I still had to get back down. The darkness on the way up had concealed how far we had climbed. The distance was staggering. The boots I had purchased recently in Nairobi were punishing my toes with every step. My nausea from the altitude sickness was still constant. Finally, 2 ½ hours later, I was back at Barafu Camp for a short rest. The hardest day of my life was by no means over. It was only 10:00 a.m.! By noon tomorrow, we had to be off the mountain.
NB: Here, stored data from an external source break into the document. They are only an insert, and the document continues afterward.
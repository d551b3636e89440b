//! Error types for the climat library.

use std::io;
use thiserror::Error;

/// Result type alias for climat operations.
pub type Result<T> = std::result::Result<T, Error>;

/// Error types that can occur while reconstructing a report table.
///
/// Cell-level repairs never surface here. Only schema-level and
/// coercion-level problems reach the caller, once per report.
#[derive(Error, Debug)]
pub enum Error {
    /// I/O error when reading the extracted text.
    #[error("I/O error: {0}")]
    Io(#[from] io::Error),

    /// The extracted text does not have the line count the layout expects.
    #[error("Schema mismatch: expected {expected} table lines, found {found}")]
    SchemaMismatch {
        /// Line count implied by the table layout
        expected: usize,
        /// Line count actually present after footer removal
        found: usize,
    },

    /// The grid does not have one column per table field.
    #[error("Expected {expected} columns, found {found}")]
    ColumnCount {
        /// Columns in the report table
        expected: usize,
        /// Columns in the grid
        found: usize,
    },

    /// A column still has the wrong number of cells after repair.
    #[error("Column {column} has {found} cells after repair (expected {expected})")]
    IncompleteColumn {
        /// Zero-based column index
        column: usize,
        /// Rows the layout requires
        expected: usize,
        /// Cells actually present
        found: usize,
    },

    /// A cell could not be converted to its field type.
    #[error("Cannot convert {value:?} in row {row} to {field}")]
    Coercion {
        /// Header name of the offending field
        field: &'static str,
        /// One-based row number in the table
        row: usize,
        /// Cell text after repair
        value: String,
    },

    /// The supplied month or year is out of range.
    #[error("Invalid report period: {0}")]
    InvalidPeriod(String),

    /// Error during rendering (JSON, Markdown).
    #[error("Rendering error: {0}")]
    Render(String),
}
Fred played the role of a cheerleader, telling us we could do this. Every muscle in my body was sore and my stomach was still queasy. No one could eat. He reassured us that once we descended lower our energy levels would return. We had to at least return to upper camp. Although I doubted him at the time, we had no choice but to try. Thankfully, I had brought my old tennis shoes and wore them instead. They made a huge difference. Fred was right about our energy levels; they returned. The oxygen supply became more normal again. By the time we reached upper camp, we all agreed to continue to lower camp that afternoon. It was an incredibly difficult two-kilometer descent further, yet somehow, I was re-energized, my feet bouncing off the rocks as if I was rock hopping as a youth. The last night of the camp was such a sharp contrast from the night before. The night was pleasant, the mood had changed, the fears of failure were gone; my body had held up.
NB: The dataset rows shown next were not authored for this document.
//! Amount parsing and printing under an explicit [`NumberFormat`].

use crate::config::NumberFormat;
use crate::error::ParseError;

use rust_decimal::{Decimal, RoundingStrategy};
use std::str::FromStr;

/// Parses an amount such as `-1.234,56`, `€ 12,50`, `12,50-` or `(3,00)`.
///
/// Group separators are only allowed before the decimal separator and are
/// otherwise ignored. At most one sign marker (leading, trailing or
/// parentheses) is accepted.
pub fn parse_amount(raw: &str, format: &NumberFormat) -> Result<Decimal, ParseError> {
    let invalid = || ParseError::InvalidAmount(raw.to_string());

    let mut body = raw.trim();
    let mut signs = Vec::with_capacity(1);

    if let Some(inner) = body.strip_prefix('(').and_then(|b| b.strip_suffix(')')) {
        signs.push(true);
        body = inner.trim();
    }
    body = strip_currency(body, format.currency_symbol);

    if let Some((negative, rest)) = leading_sign(body) {
        signs.push(negative);
        body = strip_currency(rest.trim(), format.currency_symbol);
    }
    if let Some((negative, rest)) = trailing_sign(body) {
        signs.push(negative);
        body = strip_currency(rest.trim(), format.currency_symbol);
    }
    if signs.len() > 1 {
        return Err(invalid());
    }
    let negative = signs.first().copied().unwrap_or(false);

    let (int_part, frac_part) = match body.split_once(format.decimal_separator) {
        Some((int_part, frac_part)) => (int_part, frac_part),
        None => (body, ""),
    };

    let int_digits: String = int_part
        .chars()
        .filter(|c| *c != format.group_separator)
        .collect();
    let is_digits = |s: &str| s.chars().all(|c| c.is_ascii_digit());
    if !is_digits(int_digits.as_str()) || !is_digits(frac_part) {
        return Err(invalid());
    }
    if int_digits.is_empty() && frac_part.is_empty() {
        return Err(invalid());
    }

    let normalized = format!(
        "{}.{}",
        if int_digits.is_empty() { "0" } else { int_digits.as_str() },
        if frac_part.is_empty() { "0" } else { frac_part },
    );
    let value = Decimal::from_str(&normalized).map_err(|_| invalid())?;

    Ok(if negative { -value } else { value })
}

/// Formats `value` with exactly `fraction_digits` decimals and grouped
/// thousands, rounding half away from zero: `-1234.56` becomes `-1.234,6`.
pub fn format_amount(value: Decimal, fraction_digits: u32, format: &NumberFormat) -> String {
    let mut rounded =
        value.round_dp_with_strategy(fraction_digits, RoundingStrategy::MidpointAwayFromZero);
    rounded.rescale(fraction_digits);

    let plain = rounded.abs().to_string();
    let (int_part, frac_part) = match plain.split_once('.') {
        Some((int_part, frac_part)) => (int_part, Some(frac_part)),
        None => (plain.as_str(), None),
    };

    let mut out = String::with_capacity(plain.len() + plain.len() / 3 + 1);
    if rounded.is_sign_negative() && !rounded.is_zero() {
        out.push('-');
    }
    out.push_str(&group_digits(int_part, format.group_separator));
    if let Some(frac_part) = frac_part {
        out.push(format.decimal_separator);
        out.push_str(frac_part);
    }
    out
}

fn group_digits(digits: &str, separator: char) -> String {
    let len = digits.len();
    let mut out = String::with_capacity(len + len / 3);
    for (i, c) in digits.chars().enumerate() {
        if i > 0 && (len - i) % 3 == 0 {
            out.push(separator);
        }
        out.push(c);
    }
    out
}

fn strip_currency(s: &str, symbol: char) -> &str {
    s.strip_prefix(symbol)
        .or_else(|| s.strip_suffix(symbol))
        .map(str::trim)
        .unwrap_or(s)
}

fn leading_sign(s: &str) -> Option<(bool, &str)> {
    s.strip_prefix('-')
        .map(|rest| (true, rest))
        .or_else(|| s.strip_prefix('+').map(|rest| (false, rest)))
}

fn trailing_sign(s: &str) -> Option<(bool, &str)> {
    s.strip_suffix('-')
        .map(|rest| (true, rest))
        .or_else(|| s.strip_suffix('+').map(|rest| (false, rest)))
}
On day seven, we had a relatively easy hike to Mweka gate, our point of departure. “We are almost there Babu,” Daudi joked. For the first time on our journey, he was right. The bus shuttle arrived, and we headed back to our hotel in Arusha. We were given our completion certificates and then all the guides and porters sang the ‘Hakuna Matata’ song for us. Again, I cannot sing their praises enough. Covid has hammered the tourism industry everywhere but in Africa it is especially acute. The outfitter’s company name is called ‘Lights of Africa’ and I recommend them highly. I hugged Fred, told him thanks and goodbye and I said, “I’ll be back.” I was lying but we had a nice laugh.
So here I am, safely in my hotel, with many of my questions answered and fears faced. Yes, I did it. Would I do it again? It is highly doubtful. One of the reasons I am writing this now is to help me remember. We tend to forget the severity of our pains and hardships over time. Ask any mother. But of course, now that is over and a dream has been realized, I am glad I did it. Physically, I am as fit as I have been in years. I have gained muscle, lost fat, my reflexes are sharp, and I feel as limber as a yoga instructor. I need to begin shopping for a superhero cape.
A couple of years ago, I would not have considered doing this. I was living a sedentary and unhealthy lifestyle. With God’s help I have been completely sober, healthier and happier. I feel like I am a better person in general. I believe God wants us to have dreams. I believe that with God in our lives we can live more richly than we can imagine.
Beginning tomorrow, I still must take more taxis, matatus, a bus shuttle and have another border crossing to go to return to Chuka, Kenya, where my apartment awaits. But much of my anxiety has been lifted. The continuing reassurance that God has been with me on every step of my journey has been a great comfort. As Daudi would say, “We are almost there.”